Abstract: Treatments to reduce fracture rates in adults with osteogenesis imperfecta are limited. Sclerostin antibody, developed for treating osteoporosis, has not been explored in adults with OI. This study demonstrates that treatment of adult OI mice respond favorably to sclerostin antibody therapy despite retention of the OI-causing defect. Osteogenesis imperfecta (OI) is a heritable collagen-related bone dysplasia, characterized by brittle bones with increased fracture risk. Although OI fracture risk is greatest before puberty, adults with OI remain at risk of fracture. Antiresorptive bisphosphonates are commonly used to treat adult OI, but have shown mixed efficacy. New treatments which consistently improve bone mass throughout the skeleton may improve patient outcomes. Neutralizing antibodies to sclerostin (Scl-Ab) are a novel anabolic therapy that have shown efficacy in preclinical studies by stimulating bone formation via the canonical wnt signaling pathway. The purpose of this study was to evaluate Scl-Ab in an adult 6 month old Brtl/+ model of OI that harbors a typical heterozygous OI-causing Gly > Cys substitution on Col1a1. Six-month-old WT and Brtl/+ mice were treated with Scl-Ab (25 mg/kg, 2×/week) or Veh for 5 weeks. OCN and TRACP5b serum assays, dynamic histomorphometry, microCT and mechanical testing were performed. Adult Brtl/+ mice demonstrated a strong anabolic response to Scl-Ab with increased serum osteocalcin and bone formation rate. This anabolic response led to improved trabecular and cortical bone mass in the femur. Mechanical testing revealed Scl-Ab increased Brtl/+ femoral stiffness and strength. Scl-Ab was successfully anabolic in an adult Brtl/+ model of OI.

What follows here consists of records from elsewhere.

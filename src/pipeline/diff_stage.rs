//! Diff computation stage.

use std::path::Path;

use anyhow::{Context, Result};

use crate::config::{DiffConfig, DiffFormat};
use crate::diff::{DiffEngine, DiffResult};
use crate::parsers::parse_bom;

/// Read both documents and compare them.
pub fn compute_diff(old_path: &Path, new_path: &Path, config: &DiffConfig) -> Result<DiffResult> {
    let old = parse_bom(old_path).with_context(|| format!("reading {}", old_path.display()))?;
    let new = parse_bom(new_path).with_context(|| format!("reading {}", new_path.display()))?;
    tracing::info!(
        "comparing {} ({} components) with {} ({} components)",
        old_path.display(),
        old.components.len(),
        new_path.display(),
        new.components.len()
    );

    let engine = DiffEngine::new().with_ignored_fields(config.ignore_fields.clone());
    Ok(engine.diff(&old, &new)?)
}

/// Render a diff in the configured report format.
pub fn render_diff(result: &DiffResult, format: DiffFormat) -> Result<String> {
    Ok(match format {
        DiffFormat::Text => result.to_text(),
        DiffFormat::Csv => result.to_csv(),
        DiffFormat::Json => {
            serde_json::to_string_pretty(result).context("serializing diff result")?
        }
    })
}

#[cfg(test)]
mod tests {
    use super::*;

    #[test]
    fn test_render_formats() {
        let result = DiffResult::new();
        assert!(render_diff(&result, DiffFormat::Text)
            .unwrap()
            .contains("No changes."));
        assert!(render_diff(&result, DiffFormat::Csv)
            .unwrap()
            .starts_with("Section,Change"));
        let json: serde_json::Value =
            serde_json::from_str(&render_diff(&result, DiffFormat::Json).unwrap()).unwrap();
        assert_eq!(json["summary"]["total_changes"], 0);
    }
}
//! Magic-byte probing and extractor selection.
//!
//! The dispatcher owns an explicit, priority-ordered set of extractors and
//! is constructed once per run; there is no global registration.

use std::path::Path;

use super::archive::{ArchiveExtractor, AR_MAGIC, AR_THIN_MAGIC};
use super::dwarf::DebugInfo;
use super::elf::{ElfExtractor, ELF_MAGIC};
use super::macho::MachOExtractor;
use super::pe::PeExtractor;
use super::reader::{self, Artifact};
use super::traits::{BinaryExtractor, HeaderInfo};
use super::types::{
    DependencyInfo, ExtractError, ExtractErrorKind, ExtractResult, ExtractedArtifact,
    SectionInfo, SymbolInfo,
};
use crate::error::{BinsbomError, DispatchErrorKind};

/// Default cap on the size of a single input file (1 GiB).
pub const DEFAULT_MAX_FILE_SIZE: u64 = 1 << 30;

/// Container format recognized from leading bytes.
#[derive(Debug, Clone, Copy, PartialEq, Eq, Hash)]
pub enum BinaryFormat {
    Elf,
    MachO,
    MachOFat,
    Pe,
    Archive,
}

impl BinaryFormat {
    #[must_use]
    pub const fn name(self) -> &'static str {
        match self {
            Self::Elf => "ELF",
            Self::MachO => "Mach-O",
            Self::MachOFat => "Mach-O (universal)",
            Self::Pe => "PE",
            Self::Archive => "Archive",
        }
    }
}

impl std::fmt::Display for BinaryFormat {
    fn fmt(&self, f: &mut std::fmt::Formatter<'_>) -> std::fmt::Result {
        f.write_str(self.name())
    }
}

/// Identify the container format from the first bytes of a file.
#[must_use]
pub fn probe_magic(header: &[u8]) -> Option<BinaryFormat> {
    if header.starts_with(&ELF_MAGIC) {
        return Some(BinaryFormat::Elf);
    }
    if header.starts_with(AR_MAGIC) || header.starts_with(AR_THIN_MAGIC) {
        return Some(BinaryFormat::Archive);
    }
    if MachOExtractor::is_fat(header) {
        return Some(BinaryFormat::MachOFat);
    }
    if MachOExtractor::new().matches_magic(header) {
        return Some(BinaryFormat::MachO);
    }
    if PeExtractor::is_pe(header) {
        return Some(BinaryFormat::Pe);
    }
    None
}

// ============================================================================
// Extractor set
// ============================================================================

/// The closed set of built-in extractors.
#[derive(Debug, Clone, Copy)]
pub enum Extractor {
    Elf(ElfExtractor),
    MachO(MachOExtractor),
    Pe(PeExtractor),
    Archive(ArchiveExtractor),
}

impl Extractor {
    fn inner(&self) -> &dyn BinaryExtractor {
        match self {
            Self::Elf(e) => e,
            Self::MachO(e) => e,
            Self::Pe(e) => e,
            Self::Archive(e) => e,
        }
    }
}

impl BinaryExtractor for Extractor {
    fn format_name(&self) -> &'static str {
        self.inner().format_name()
    }

    fn priority(&self) -> u32 {
        self.inner().priority()
    }

    fn matches_magic(&self, header: &[u8]) -> bool {
        self.inner().matches_magic(header)
    }

    fn extract_symbols(&self, artifact: &Artifact) -> ExtractResult<Vec<SymbolInfo>> {
        self.inner().extract_symbols(artifact)
    }

    fn extract_sections(&self, artifact: &Artifact) -> ExtractResult<Vec<SectionInfo>> {
        self.inner().extract_sections(artifact)
    }

    fn extract_version(&self, artifact: &Artifact) -> ExtractResult<Option<String>> {
        self.inner().extract_version(artifact)
    }

    fn extract_dependencies(&self, artifact: &Artifact) -> ExtractResult<Vec<DependencyInfo>> {
        self.inner().extract_dependencies(artifact)
    }

    fn extract_functions(&self, artifact: &Artifact) -> ExtractResult<Vec<String>> {
        self.inner().extract_functions(artifact)
    }

    fn extract_compile_units(&self, artifact: &Artifact) -> ExtractResult<Vec<String>> {
        self.inner().extract_compile_units(artifact)
    }

    fn extract_source_files(&self, artifact: &Artifact) -> ExtractResult<Vec<String>> {
        self.inner().extract_source_files(artifact)
    }

    fn extract_debug_info(&self, artifact: &Artifact) -> ExtractResult<DebugInfo> {
        self.inner().extract_debug_info(artifact)
    }

    fn extract_header(&self, artifact: &Artifact) -> ExtractResult<HeaderInfo> {
        self.inner().extract_header(artifact)
    }

    fn extract_members(&self, artifact: &Artifact) -> ExtractResult<Vec<ExtractedArtifact>> {
        self.inner().extract_members(artifact)
    }

    fn extract(&self, artifact: &Artifact) -> ExtractResult<ExtractedArtifact> {
        self.inner().extract(artifact)
    }
}

// ============================================================================
// Dispatcher
// ============================================================================

/// Chooses the extractor for a file by magic bytes, lowest priority first.
#[derive(Debug, Clone)]
pub struct ExtractorDispatcher {
    extractors: Vec<Extractor>,
    max_file_size: u64,
}

impl ExtractorDispatcher {
    /// Build a dispatcher, rejecting two extractors with the same priority.
    pub fn new(mut extractors: Vec<Extractor>) -> Result<Self, BinsbomError> {
        if extractors.is_empty() {
            return Err(BinsbomError::dispatch(
                "building dispatcher",
                DispatchErrorKind::Empty,
            ));
        }
        extractors.sort_by_key(BinaryExtractor::priority);
        for pair in extractors.windows(2) {
            if pair[0].priority() == pair[1].priority() {
                return Err(BinsbomError::dispatch(
                    "building dispatcher",
                    DispatchErrorKind::AmbiguousPriority {
                        first: pair[0].format_name().to_string(),
                        second: pair[1].format_name().to_string(),
                        priority: pair[0].priority(),
                    },
                ));
            }
        }
        Ok(Self {
            extractors,
            max_file_size: DEFAULT_MAX_FILE_SIZE,
        })
    }

    /// ELF, Mach-O, PE and archive extractors.
    #[must_use]
    pub fn standard() -> Self {
        Self {
            extractors: vec![
                Extractor::Elf(ElfExtractor::new()),
                Extractor::MachO(MachOExtractor::new()),
                Extractor::Pe(PeExtractor::new()),
                Extractor::Archive(ArchiveExtractor::new()),
            ],
            max_file_size: DEFAULT_MAX_FILE_SIZE,
        }
    }

    #[must_use]
    pub const fn with_max_file_size(mut self, limit: u64) -> Self {
        self.max_file_size = limit;
        self
    }

    #[must_use]
    pub const fn max_file_size(&self) -> u64 {
        self.max_file_size
    }

    pub fn extractors(&self) -> impl Iterator<Item = &Extractor> {
        self.extractors.iter()
    }

    /// The lowest-priority extractor whose magic matches `header`.
    #[must_use]
    pub fn select(&self, header: &[u8]) -> Option<&Extractor> {
        let mut claimants = self.extractors.iter().filter(|e| e.matches_magic(header));
        let chosen = claimants.next()?;
        debug_assert!(
            claimants.all(|e| e.priority() != chosen.priority()),
            "two extractors claim the same file at priority {}",
            chosen.priority()
        );
        Some(chosen)
    }

    /// Select by reading the file prefix. Empty files select nothing.
    pub fn select_path(&self, path: &Path) -> ExtractResult<Option<&Extractor>> {
        let header = reader::read_prefix(path).map_err(|e| ExtractError::new(path, e.into()))?;
        if header.is_empty() {
            return Ok(None);
        }
        Ok(self.select(&header))
    }

    /// Open and extract one file with the selected extractor.
    pub fn extract_path(&self, path: &Path) -> ExtractResult<ExtractedArtifact> {
        let artifact = Artifact::open(path, self.max_file_size)?;
        let Some(extractor) = self.select(artifact.header()) else {
            return Err(ExtractError::new(path, ExtractErrorKind::BadMagic));
        };
        tracing::debug!(
            "extracting {} as {}",
            path.display(),
            extractor.format_name()
        );
        extractor.extract(&artifact)
    }
}

impl Default for ExtractorDispatcher {
    fn default() -> Self {
        Self::standard()
    }
}

#[cfg(test)]
mod tests {
    use super::*;
    use std::io::Write;

    #[test]
    fn test_probe_magic() {
        assert_eq!(probe_magic(b"\x7fELF\x02"), Some(BinaryFormat::Elf));
        assert_eq!(probe_magic(b"!<arch>\n"), Some(BinaryFormat::Archive));
        assert_eq!(probe_magic(&0xfeed_facf_u32.to_le_bytes()), Some(BinaryFormat::MachO));
        assert_eq!(probe_magic(&0xfeed_facf_u32.to_be_bytes()), Some(BinaryFormat::MachO));
        assert_eq!(probe_magic(b"\xca\xfe\xba\xbe\x00\x00\x00\x02"), Some(BinaryFormat::MachOFat));
        assert_eq!(probe_magic(b""), None);
        assert_eq!(probe_magic(b"#!/bin/sh\n"), None);
    }

    #[test]
    fn test_java_class_is_not_fat_macho() {
        // Java class files share CAFEBABE; the minor/major version lands in nfat_arch
        let class = b"\xca\xfe\xba\xbe\x00\x00\x00\x34";
        assert_eq!(probe_magic(class), None);
    }

    #[test]
    fn test_duplicate_priority_rejected() {
        let err = ExtractorDispatcher::new(vec![
            Extractor::Elf(ElfExtractor::new()),
            Extractor::Elf(ElfExtractor::new()),
        ])
        .unwrap_err();
        assert!(matches!(
            err,
            BinsbomError::Dispatch {
                source: DispatchErrorKind::AmbiguousPriority { priority: 10, .. },
                ..
            }
        ));
    }

    #[test]
    fn test_empty_dispatcher_rejected() {
        assert!(ExtractorDispatcher::new(Vec::new()).is_err());
    }

    #[test]
    fn test_standard_priorities_are_ordered() {
        let dispatcher = ExtractorDispatcher::standard();
        let priorities: Vec<u32> = dispatcher.extractors().map(BinaryExtractor::priority).collect();
        assert_eq!(priorities, vec![10, 20, 30, 40]);
    }

    #[test]
    fn test_select() {
        let dispatcher = ExtractorDispatcher::standard();
        assert_eq!(
            dispatcher.select(b"\x7fELF\x02\x01").map(BinaryExtractor::format_name),
            Some("ELF")
        );
        assert!(dispatcher.select(b"plain text").is_none());
    }

    #[test]
    fn test_empty_file_selects_nothing() {
        let file = tempfile::NamedTempFile::new().unwrap();
        let dispatcher = ExtractorDispatcher::standard();
        assert!(dispatcher.select_path(file.path()).unwrap().is_none());
    }

    #[test]
    fn test_extract_unknown_is_bad_magic() {
        let mut file = tempfile::NamedTempFile::new().unwrap();
        file.write_all(b"hello world").unwrap();
        let err = ExtractorDispatcher::standard()
            .extract_path(file.path())
            .unwrap_err();
        assert!(matches!(err.kind, ExtractErrorKind::BadMagic));
    }
}
//! Readers for generated SBOM documents.
//!
//! Each reader turns one format into a [`ParsedBom`]: components keyed by
//! their document reference and the edges between them. The comparator in
//! [`crate::diff`] works only on this view.
//!
//! ```no_run
//! use binsbom::parsers::parse_bom;
//! use std::path::Path;
//!
//! let bom = parse_bom(Path::new("app.cdx.json")).unwrap();
//! println!("{} components", bom.components.len());
//! ```

mod bom;
mod cyclonedx;
mod detection;
mod spdx;
mod spdx3;
mod traits;

pub use bom::{ParsedBom, ParsedComponent, ParsedEdge};
pub use cyclonedx::CycloneDxParser;
pub use detection::{DetectionResult, FormatDetector, ParserKind};
pub use spdx::SpdxParser;
pub use spdx3::Spdx3Parser;
pub use traits::{BomParser, FormatConfidence, FormatDetection};

use std::path::Path;

use crate::error::{BinsbomError, Result};

/// Documents larger than this are refused.
const MAX_DOCUMENT_SIZE: u64 = 512 * 1024 * 1024;

/// Detect the format of `content` and read it.
pub fn parse_bom_str(content: &str) -> Result<ParsedBom> {
    FormatDetector::new().parse_str(content)
}

/// Read a document from disk.
pub fn parse_bom(path: &Path) -> Result<ParsedBom> {
    let metadata = std::fs::metadata(path).map_err(|e| BinsbomError::io(path, e))?;
    if metadata.len() > MAX_DOCUMENT_SIZE {
        return Err(BinsbomError::validation(format!(
            "{} is {} MB, exceeding the {} MB limit",
            path.display(),
            metadata.len() / (1024 * 1024),
            MAX_DOCUMENT_SIZE / (1024 * 1024),
        )));
    }
    let content = std::fs::read_to_string(path).map_err(|e| BinsbomError::io(path, e))?;
    parse_bom_str(&content)
}

#[cfg(test)]
mod tests {
    use super::*;
    use std::io::Write;

    #[test]
    fn test_parse_bom_from_file() {
        let mut file = tempfile::NamedTempFile::new().unwrap();
        write!(
            file,
            r#"{{"bomFormat":"CycloneDX","specVersion":"1.6","components":[{{"type":"library","bom-ref":"a","name":"a"}}]}}"#
        )
        .unwrap();
        let bom = parse_bom(file.path()).unwrap();
        assert_eq!(bom.components.len(), 1);
    }

    #[test]
    fn test_missing_file() {
        assert!(parse_bom(Path::new("/nonexistent/binsbom.json")).is_err());
    }
}
//! Parser trait definitions.
//!
//! This module defines the `BomParser` trait for format-specific readers
//! and the confidence scoring used to pick one without trial parsing.

use std::path::Path;

use super::bom::ParsedBom;
use crate::error::{BinsbomError, Result};

/// Confidence level for format detection
#[derive(Debug, Clone, Copy, PartialEq, PartialOrd)]
pub struct FormatConfidence(f32);

impl FormatConfidence {
    /// Definitely not this format
    pub const NONE: Self = Self(0.0);
    /// Might be this format
    pub const LOW: Self = Self(0.25);
    /// Likely this format
    pub const MEDIUM: Self = Self(0.5);
    /// Almost certainly this format
    pub const HIGH: Self = Self(0.75);
    /// Definitely this format
    pub const CERTAIN: Self = Self(1.0);

    #[must_use]
    pub const fn new(value: f32) -> Self {
        Self(value.clamp(0.0, 1.0))
    }

    #[must_use]
    pub const fn value(&self) -> f32 {
        self.0
    }

    /// Check if this confidence indicates the format can be parsed
    #[must_use]
    pub fn can_parse(&self) -> bool {
        self.0 >= Self::LOW.0
    }
}

impl Default for FormatConfidence {
    fn default() -> Self {
        Self::NONE
    }
}

/// Detection result from a parser
#[derive(Debug, Clone, Default)]
pub struct FormatDetection {
    pub confidence: FormatConfidence,
    /// Detected version if applicable
    pub version: Option<String>,
}

impl FormatDetection {
    #[must_use]
    pub const fn no_match() -> Self {
        Self {
            confidence: FormatConfidence::NONE,
            version: None,
        }
    }

    #[must_use]
    pub const fn with_confidence(confidence: FormatConfidence) -> Self {
        Self {
            confidence,
            version: None,
        }
    }

    /// Set the detected version
    #[must_use]
    pub fn version(mut self, version: Option<String>) -> Self {
        self.version = version;
        self
    }
}

/// Trait for SBOM format readers
///
/// Implementors provide format detection via `detect()` and parsing via
/// `parse_str()`.
pub trait BomParser {
    /// Parse a document from a file path
    fn parse(&self, path: &Path) -> Result<ParsedBom> {
        let content = std::fs::read_to_string(path).map_err(|e| BinsbomError::io(path, e))?;
        self.parse_str(&content)
    }

    fn parse_str(&self, content: &str) -> Result<ParsedBom>;

    fn format_name(&self) -> &'static str;

    /// Lightweight structural check without full parsing.
    fn detect(&self, content: &str) -> FormatDetection;

    fn can_parse(&self, content: &str) -> bool {
        self.detect(content).confidence.can_parse()
    }
}

/// Pull a quoted JSON string value for `key` out of the first few KiB of a
/// document, without parsing it.
pub(crate) fn peek_json_string(content: &str, key: &str) -> Option<String> {
    let head = content.get(..content.len().min(4096)).unwrap_or(content);
    let needle = format!("\"{key}\"");
    let after = &head[head.find(&needle)? + needle.len()..];
    let after = after.trim_start().strip_prefix(':')?.trim_start();
    let value = after.strip_prefix('"')?;
    value.find('"').map(|end| value[..end].to_string())
}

Allele-specific Col1a1 silencing reduces mutant collagen in fibroblasts from Brtl mouse, a model for classical osteogenesis imperfecta

Abstract: Gene silencing approaches have the potential to become a powerful curative tool for a variety of monogenic diseases caused by gain-of-function mutations. Classical osteogenesis imperfecta (OI), a dominantly inherited bone dysplasia, is characterized in its more severe forms by synthesis of structurally abnormal type I collagen, which exerts a negative effect on extracellular matrix. Specific suppression of the mutant (Mut) allele would convert severe OI forms to the mild type caused by a quantitative defect in normal collagen. Here, we describe the in vitro and ex vivo investigation of a small interfering RNA (siRNA) approach to allele-specific gene silencing using Mut Col1a1 from the Brtl mouse, a well-characterized model for classical human OI. A human embryonic kidney cell line, which expresses the firefly luciferase gene, combined with either wild-type or Mut Brtl Col1a1 exon 23 sequences, was used for the first screening. The siRNAs selected based on their specificity and the corresponding short hairpin RNAs (shRNAs) subcloned in a lentiviral vector were evaluated ex vivo in Brtl fibroblasts for their effect on collagen transcripts and protein. A preferential reduction of the Mut allele of up to 52% was associated with about 40% decrease of the Mut protein, with no alteration of cell proliferation. Interestingly, a downregulation of HSP47, a specific collagen chaperone known to be upregulated in some OI cases, was detected. Our data support further testing of shRNAs and their delivery by lentivirus as a strategy to specifically suppress the Mut allele in mesenchymal stem cells of OI patients for autologous transplantation.